In order to gain insight into several mechanical properties of skeletal muscle where expected performance levels are exceeded and cannot be accounted for in the context of current paradigms of muscular contraction, several experiments were conducted on varying physiological levels using amphibian skeletal muscle. Using single muscle fibres in vitro, it was found that there is a small, but systematic, steady-state force enhancement on the ascending limb of the force-length relationship that can exceed (for specific stretch conditions) the maximal isometric forces obtained at optimal fibre length. This force enhancement is difficult to reconcile within the framework of the sarcomere length non-uniformity theory, and it was not associated with an increase in the passive force following stretch of activated fibres.

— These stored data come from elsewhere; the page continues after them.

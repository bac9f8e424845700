//! Persistence adapter.
//!
//! Each aggregate is one SQLite row holding a JSON document, so every
//! mutation of a course (including remedial-node splices) is a single atomic
//! statement, and artifacts that must never duplicate (quizzes, exams,
//! lesson content, progress records) are keyed upserts that converge under
//! concurrent calls. Progress-record creation races resolve by
//! upsert-then-refetch, not locking. Mapping only: no engine logic here.

use std::str::FromStr;

use serde::Serialize;
use serde::de::DeserializeOwned;
use sqlx::SqlitePool;
use sqlx::sqlite::{SqliteConnectOptions, SqlitePoolOptions};

use crate::course::Course;
use crate::course::content::SubmoduleContent;
use crate::course::quiz::Assessment;
use crate::engine::progress::{ModuleProgress, SubmoduleProgress};
use crate::error::Result;
use crate::utils::now_utc;

const TABLES: &[&str] = &[
    "submodule_quiz",
    "module_exam",
    "submodule_content",
    "submodule_progress",
    "module_progress",
];

#[derive(Clone)]
pub struct Store {
    pool: SqlitePool,
}

impl Store {
    pub async fn connect(url: &str) -> Result<Self> {
        let options = SqliteConnectOptions::from_str(url)?.create_if_missing(true);
        let pool = SqlitePoolOptions::new().connect_with(options).await?;
        let store = Self { pool };
        store.init_schema().await?;
        Ok(store)
    }

    /// Single-connection in-memory database, used by tests.
    pub async fn in_memory() -> Result<Self> {
        let options = SqliteConnectOptions::from_str("sqlite::memory:")?;
        let pool = SqlitePoolOptions::new()
            .max_connections(1)
            .connect_with(options)
            .await?;
        let store = Self { pool };
        store.init_schema().await?;
        Ok(store)
    }

    async fn init_schema(&self) -> Result<()> {
        sqlx::query(
            "CREATE TABLE IF NOT EXISTS course (
                id TEXT PRIMARY KEY,
                user_id TEXT NOT NULL,
                doc TEXT NOT NULL,
                updated_at INTEGER NOT NULL
            )",
        )
        .execute(&self.pool)
        .await?;
        for table in TABLES {
            sqlx::query(&format!(
                "CREATE TABLE IF NOT EXISTS {table} (
                    course_id TEXT NOT NULL,
                    node_id TEXT NOT NULL,
                    doc TEXT NOT NULL,
                    updated_at INTEGER NOT NULL,
                    PRIMARY KEY (course_id, node_id)
                )"
            ))
            .execute(&self.pool)
            .await?;
        }
        Ok(())
    }

    // -- course aggregate ---------------------------------------------------

    pub async fn load_course(&self, course_id: &str) -> Result<Option<Course>> {
        let doc: Option<String> =
            sqlx::query_scalar("SELECT doc FROM course WHERE id = ?")
                .bind(course_id)
                .fetch_optional(&self.pool)
                .await?;
        Ok(doc.map(|d| serde_json::from_str(&d)).transpose()?)
    }

    /// Whole-document write; the one atomic primitive every course mutation
    /// (unlocks, remedial splices, pointer moves) goes through.
    pub async fn save_course(&self, course: &Course) -> Result<()> {
        sqlx::query(
            "INSERT INTO course (id, user_id, doc, updated_at) VALUES (?, ?, ?, ?)
             ON CONFLICT(id) DO UPDATE SET doc = excluded.doc, updated_at = excluded.updated_at",
        )
        .bind(&course.id)
        .bind(&course.user_id)
        .bind(serde_json::to_string(course)?)
        .bind(now_utc().unix_timestamp())
        .execute(&self.pool)
        .await?;
        Ok(())
    }

    /// Deep composition: deleting a course removes everything keyed to it,
    /// progress records included.
    pub async fn delete_course(&self, course_id: &str) -> Result<()> {
        sqlx::query("DELETE FROM course WHERE id = ?")
            .bind(course_id)
            .execute(&self.pool)
            .await?;
        for table in TABLES {
            sqlx::query(&format!("DELETE FROM {table} WHERE course_id = ?"))
                .bind(course_id)
                .execute(&self.pool)
                .await?;
        }
        Ok(())
    }

    // -- keyed documents ----------------------------------------------------

    async fn get_doc<T: DeserializeOwned>(
        &self,
        table: &str,
        course_id: &str,
        node_id: &str,
    ) -> Result<Option<T>> {
        let doc: Option<String> = sqlx::query_scalar(&format!(
            "SELECT doc FROM {table} WHERE course_id = ? AND node_id = ?"
        ))
        .bind(course_id)
        .bind(node_id)
        .fetch_optional(&self.pool)
        .await?;
        Ok(doc.map(|d| serde_json::from_str(&d)).transpose()?)
    }

    async fn upsert_doc<T: Serialize>(
        &self,
        table: &str,
        course_id: &str,
        node_id: &str,
        doc: &T,
    ) -> Result<()> {
        sqlx::query(&format!(
            "INSERT INTO {table} (course_id, node_id, doc, updated_at) VALUES (?, ?, ?, ?)
             ON CONFLICT(course_id, node_id) DO UPDATE
             SET doc = excluded.doc, updated_at = excluded.updated_at"
        ))
        .bind(course_id)
        .bind(node_id)
        .bind(serde_json::to_string(doc)?)
        .bind(now_utc().unix_timestamp())
        .execute(&self.pool)
        .await?;
        Ok(())
    }

    /// Insert-if-absent, then read back whatever won the race.
    async fn ensure_doc<T: Serialize + DeserializeOwned>(
        &self,
        table: &str,
        course_id: &str,
        node_id: &str,
        fresh: T,
    ) -> Result<T> {
        sqlx::query(&format!(
            "INSERT INTO {table} (course_id, node_id, doc, updated_at) VALUES (?, ?, ?, ?)
             ON CONFLICT(course_id, node_id) DO NOTHING"
        ))
        .bind(course_id)
        .bind(node_id)
        .bind(serde_json::to_string(&fresh)?)
        .bind(now_utc().unix_timestamp())
        .execute(&self.pool)
        .await?;
        Ok(self
            .get_doc(table, course_id, node_id)
            .await?
            .unwrap_or(fresh))
    }

    pub async fn quiz(&self, course_id: &str, sub_module_id: &str) -> Result<Option<Assessment>> {
        self.get_doc("submodule_quiz", course_id, sub_module_id).await
    }

    pub async fn upsert_quiz(
        &self,
        course_id: &str,
        sub_module_id: &str,
        quiz: &Assessment,
    ) -> Result<()> {
        self.upsert_doc("submodule_quiz", course_id, sub_module_id, quiz)
            .await
    }

    pub async fn exam(&self, course_id: &str, module_id: &str) -> Result<Option<Assessment>> {
        self.get_doc("module_exam", course_id, module_id).await
    }

    pub async fn upsert_exam(
        &self,
        course_id: &str,
        module_id: &str,
        exam: &Assessment,
    ) -> Result<()> {
        self.upsert_doc("module_exam", course_id, module_id, exam).await
    }

    pub async fn content(
        &self,
        course_id: &str,
        sub_module_id: &str,
    ) -> Result<Option<SubmoduleContent>> {
        self.get_doc("submodule_content", course_id, sub_module_id).await
    }

    pub async fn upsert_content(&self, content: &SubmoduleContent) -> Result<()> {
        self.upsert_doc(
            "submodule_content",
            &content.course_id,
            &content.sub_module_id,
            content,
        )
        .await
    }

    // -- progress records ---------------------------------------------------

    pub async fn submodule_progress(
        &self,
        course_id: &str,
        sub_module_id: &str,
    ) -> Result<Option<SubmoduleProgress>> {
        self.get_doc("submodule_progress", course_id, sub_module_id).await
    }

    pub async fn ensure_submodule_progress(
        &self,
        user_id: &str,
        course_id: &str,
        module_id: &str,
        sub_module_id: &str,
    ) -> Result<SubmoduleProgress> {
        self.ensure_doc(
            "submodule_progress",
            course_id,
            sub_module_id,
            SubmoduleProgress::new(user_id, course_id, module_id, sub_module_id),
        )
        .await
    }

    pub async fn save_submodule_progress(&self, progress: &SubmoduleProgress) -> Result<()> {
        self.upsert_doc(
            "submodule_progress",
            &progress.course_id,
            &progress.sub_module_id,
            progress,
        )
        .await
    }

    /// All submodule progress records for a course (module health check).
    pub async fn course_submodule_progress(
        &self,
        course_id: &str,
    ) -> Result<Vec<SubmoduleProgress>> {
        let docs: Vec<String> =
            sqlx::query_scalar("SELECT doc FROM submodule_progress WHERE course_id = ?")
                .bind(course_id)
                .fetch_all(&self.pool)
                .await?;
        docs.into_iter()
            .map(|d| Ok(serde_json::from_str(&d)?))
            .collect()
    }

    pub async fn module_progress(
        &self,
        course_id: &str,
        module_id: &str,
    ) -> Result<Option<ModuleProgress>> {
        self.get_doc("module_progress", course_id, module_id).await
    }

    pub async fn ensure_module_progress(
        &self,
        user_id: &str,
        course_id: &str,
        module_id: &str,
    ) -> Result<ModuleProgress> {
        self.ensure_doc(
            "module_progress",
            course_id,
            module_id,
            ModuleProgress::new(user_id, course_id, module_id),
        )
        .await
    }

    pub async fn save_module_progress(&self, progress: &ModuleProgress) -> Result<()> {
        self.upsert_doc(
            "module_progress",
            &progress.course_id,
            &progress.module_id,
            progress,
        )
        .await
    }
}

#[cfg(test)]
mod tests {
    use super::*;
    use crate::course::outline_fixture;
    use crate::course::quiz::fallback_quiz;

    #[tokio::test]
    async fn course_round_trips_and_replaces_atomically() {
        let store = Store::in_memory().await.unwrap();
        let mut course = Course::from_outline("user-1", "Rust", "Beginner", outline_fixture());
        store.save_course(&course).await.unwrap();

        course.modules[0].sub_modules[0].unlock();
        store.save_course(&course).await.unwrap();

        let loaded = store.load_course(&course.id).await.unwrap().unwrap();
        assert!(!loaded.modules[0].sub_modules[0].locked);
        assert!(loaded.modules[0].sub_modules[1].locked);
    }

    #[tokio::test]
    async fn quiz_upsert_converges_to_one_document() {
        let store = Store::in_memory().await.unwrap();
        let first = fallback_quiz("Rust", "Ownership");
        let second = fallback_quiz("Rust", "Ownership v2");
        store.upsert_quiz("c1", "s1", &first).await.unwrap();
        store.upsert_quiz("c1", "s1", &second).await.unwrap();

        let stored = store.quiz("c1", "s1").await.unwrap().unwrap();
        assert_eq!(stored.title, "Quiz: Ownership v2");
        // a different key is untouched
        assert!(store.quiz("c1", "s2").await.unwrap().is_none());
    }

    #[tokio::test]
    async fn ensure_progress_keeps_the_first_writer() {
        let store = Store::in_memory().await.unwrap();
        let mut progress = store
            .ensure_submodule_progress("user-1", "c1", "m1", "s1")
            .await
            .unwrap();
        progress.record_attempt(55.0, false, vec![], vec![], vec![]);
        store.save_submodule_progress(&progress).await.unwrap();

        // a second first-access must not reset the record
        let again = store
            .ensure_submodule_progress("user-1", "c1", "m1", "s1")
            .await
            .unwrap();
        assert_eq!(again.test_attempts, 1);
        assert_eq!(again.fail_count, 1);
    }

    #[tokio::test]
    async fn deleting_a_course_cascades() {
        let store = Store::in_memory().await.unwrap();
        let course = Course::from_outline("user-1", "Rust", "Beginner", outline_fixture());
        store.save_course(&course).await.unwrap();
        store
            .upsert_quiz(&course.id, "s1", &fallback_quiz("Rust", "Ownership"))
            .await
            .unwrap();
        store
            .ensure_submodule_progress("user-1", &course.id, "m1", "s1")
            .await
            .unwrap();

        store.delete_course(&course.id).await.unwrap();
        assert!(store.load_course(&course.id).await.unwrap().is_none());
        assert!(store.quiz(&course.id, "s1").await.unwrap().is_none());
        assert!(
            store
                .submodule_progress(&course.id, "s1")
                .await
                .unwrap()
                .is_none()
        );
    }
}
impl RemediationPolicy {
    pub fn new(
        config: EngineConfig,
        generator: Arc<dyn ContentGenerator>,
        model: Option<String>,
    ) -> Self {
        Self {
            config,
            generator,
            model,
        }
    }

    /// Synthesize a review lesson and splice it in immediately after the
    /// failed submodule. Generation failure degrades to a deterministic
    /// fallback lesson, so this path always yields an insertion; the caller
    /// persists the course and only then sets the guard flag.
    pub async fn remedial_submodule(
        &self,
        course: &mut Course,
        module_id: &str,
        failed_sub_module_id: &str,
        weak_areas: &[String],
    ) -> Result<(Submodule, SubmoduleContent)> {
        let module_index = course
            .module_position(module_id)
            .ok_or_else(|| Error::not_found("module", module_id))?;
        let sub_index = course.modules[module_index]
            .submodule_position(failed_sub_module_id)
            .ok_or_else(|| Error::not_found("submodule", failed_sub_module_id))?;
        let failed = course.modules[module_index].sub_modules[sub_index].clone();

        let fallback_areas = [failed.title.clone()];
        let areas: &[String] = if weak_areas.is_empty() {
            &fallback_areas
        } else {
            weak_areas
        };
        let prompt = remedial_content_prompt(&failed.title, areas, &course.learner_level);
        let body = match generate_as::<TopicsContent>(self.generator.as_ref(), &prompt).await {
            Ok(content) => LessonBody::Topics(content),
            Err(e) => {
                warn!(
                    submodule = %failed.title,
                    "remedial lesson generation failed, using fallback: {e}"
                );
                fallback_remedial_lesson(&failed.title, &course.topic)
            }
        };

        let remedial = Submodule {
            sub_module_id: new_id(),
            title: format!("Review: {}", failed.title),
            description: format!(
                "A focused, step-by-step review of {} with simpler explanations.",
                failed.title
            ),
            // display only; splicing renumbers nothing
            order_index: failed.order_index,
            content_status: LifecycleStatus::Ready,
            quiz_status: LifecycleStatus::Pending,
            locked: false,
            unlocked_at: Some(crate::utils::now_utc()),
            is_remedial: true,
            related_to_sub_module_id: Some(failed.sub_module_id.clone()),
        };
        let content = SubmoduleContent::new(
            &course.id,
            module_id,
            &remedial.sub_module_id,
            body,
        )
        .remedial(self.model.as_deref());

        course.modules[module_index]
            .sub_modules
            .insert(sub_index + 1, remedial.clone());
        Ok((remedial, content))
    }

    /// Synthesize a full review module and insert it immediately after the
    /// failed one. Generation failure propagates: nothing is inserted, the
    /// guard flag stays unset and the next failing attempt retries.
    pub async fn remedial_module(
        &self,
        course: &mut Course,
        module_id: &str,
        module_progress: &ModuleProgress,
    ) -> Result<(Module, Vec<SubmoduleContent>)> {
        let module_index = course
            .module_position(module_id)
            .ok_or_else(|| Error::not_found("module", module_id))?;
        let original = &course.modules[module_index];

        let failed_topics = vec![original.title.clone()];
        let wrong_answers = module_progress.wrong_question_texts(10);
        let prompt = remedial_module_prompt(&original.title, &failed_topics, &wrong_answers);
        let generated =
            generate_as::<GeneratedRemedialModule>(self.generator.as_ref(), &prompt).await?;

        let remedial_module_id = new_id();
        let mut sub_modules = Vec::with_capacity(generated.sub_modules.len());
        let mut contents = Vec::with_capacity(generated.sub_modules.len());
        for (i, sub) in generated.sub_modules.into_iter().enumerate() {
            let sub_module_id = new_id();
            sub_modules.push(Submodule {
                sub_module_id: sub_module_id.clone(),
                title: sub.title.clone(),
                description: sub.description.clone(),
                order_index: (i + 1) as u32,
                content_status: LifecycleStatus::Ready,
                quiz_status: LifecycleStatus::Pending,
                locked: false,
                unlocked_at: Some(crate::utils::now_utc()),
                is_remedial: true,
                related_to_sub_module_id: None,
            });
            let body = LessonBody::Topics(TopicsContent {
                introduction: sub.description,
                topics: vec![Topic {
                    title: sub.title,
                    content: render_with_practice(&sub.content, &sub.practice_questions),
                    comprehension_question: None,
                    flashcards: Vec::new(),
                }],
                summary: String::new(),
                real_world_applications: Vec::new(),
            });
            contents.push(
                SubmoduleContent::new(&course.id, &remedial_module_id, &sub_module_id, body)
                    .remedial(self.model.as_deref()),
            );
        }

        let remedial = Module {
            module_id: remedial_module_id,
            title: generated.module_title,
            description: format!(
                "Personalized review module to help you master the content from {}",
                original.title
            ),
            exam_status: LifecycleStatus::Pending,
            locked: false,
            unlocked_at: Some(crate::utils::now_utc()),
            is_remedial: true,
            parent_module_id: Some(module_id.to_string()),
            sub_modules,
        };
        course.modules.insert(module_index + 1, remedial.clone());
        info!(
            module = %remedial.title,
            submodules = remedial.sub_modules.len(),
            "inserted remedial module"
        );
        Ok((remedial, contents))
    }

    /// Advisory module-health check: once every non-remedial submodule has a
    /// scored attempt, flag the module when the mean best score is below the
    /// configured threshold and no remedial module exists yet. Decision
    /// point only — this never calls the generator.
    pub fn module_health(
        &self,
        course: &Course,
        module_id: &str,
        progresses: &[SubmoduleProgress],
    ) -> ModuleHealth {
        let Some(module) = course.find_module(module_id) else {
            return ModuleHealth::NotReady;
        };
        let non_remedial: Vec<&Submodule> = module
            .sub_modules
            .iter()
            .filter(|s| !s.is_remedial)
            .collect();
        if non_remedial.is_empty() {
            return ModuleHealth::NotReady;
        }
        let mut total = 0.0;
        let mut scored = 0usize;
        for sub in &non_remedial {
            if let Some(progress) = progresses
                .iter()
                .find(|p| p.sub_module_id == sub.sub_module_id)
            {
                if progress.best_test_score > 0.0 {
                    total += progress.best_test_score;
                    scored += 1;
                }
            }
        }
        if scored < non_remedial.len() {
            return ModuleHealth::NotReady;
        }
        let average = total / scored as f64;
        let has_remedial = course
            .modules
            .iter()
            .any(|m| m.is_remedial && m.parent_module_id.as_deref() == Some(module_id));
        if average < self.config.module_health_threshold && !has_remedial {
            info!(
                module = %module.title,
                average,
                threshold = self.config.module_health_threshold,
                auto = self.config.auto_remediate_weak_modules,
                "module average below threshold; remediation candidate"
            );
            return ModuleHealth::RemediationCandidate { average };
        }
        ModuleHealth::Healthy { average }
    }
}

During frog jumping, it was found that the high power output of one of the major jumping muscles (plantaris longus-PL) is achieved by a decoupling of fascicle and muscle-tendon complex shortening as proposed by Roberts and Marsh (2003). The decoupling is achieved through a "catch" mechanism reminiscent of that seen in insects and the mantis shrimp, except that the catch is not provided by a physical constraint but by an intricate change of the mechanical advantage of ground reaction and PL force about the ankle in the propulsive phase of jumping. Furthermore, the catch mechanism plays and increasingly important role with increasing jump distance. The magnitude of the catch is modulated by force production and muscle-tendon unit lengthening early in the propulsive phase of the jump.

Several tests of PL were conducted in situ in which muscle-tendon unit and fascicle disparities were reproduced early in the propulsive phase which is characteristic of a catch mechanism and that catch magnitude increased as the delay for plantaris shortening was increased. Contractile characteristics of PL such as the disparity between muscle-tendon unit fascicle lengths and speeds of shortening were also investigated in situ which are likely a result of a change in the angle of pennation of the fibres, shortening of aponeuroses, and shortening of elastic structures after peak force occurrence.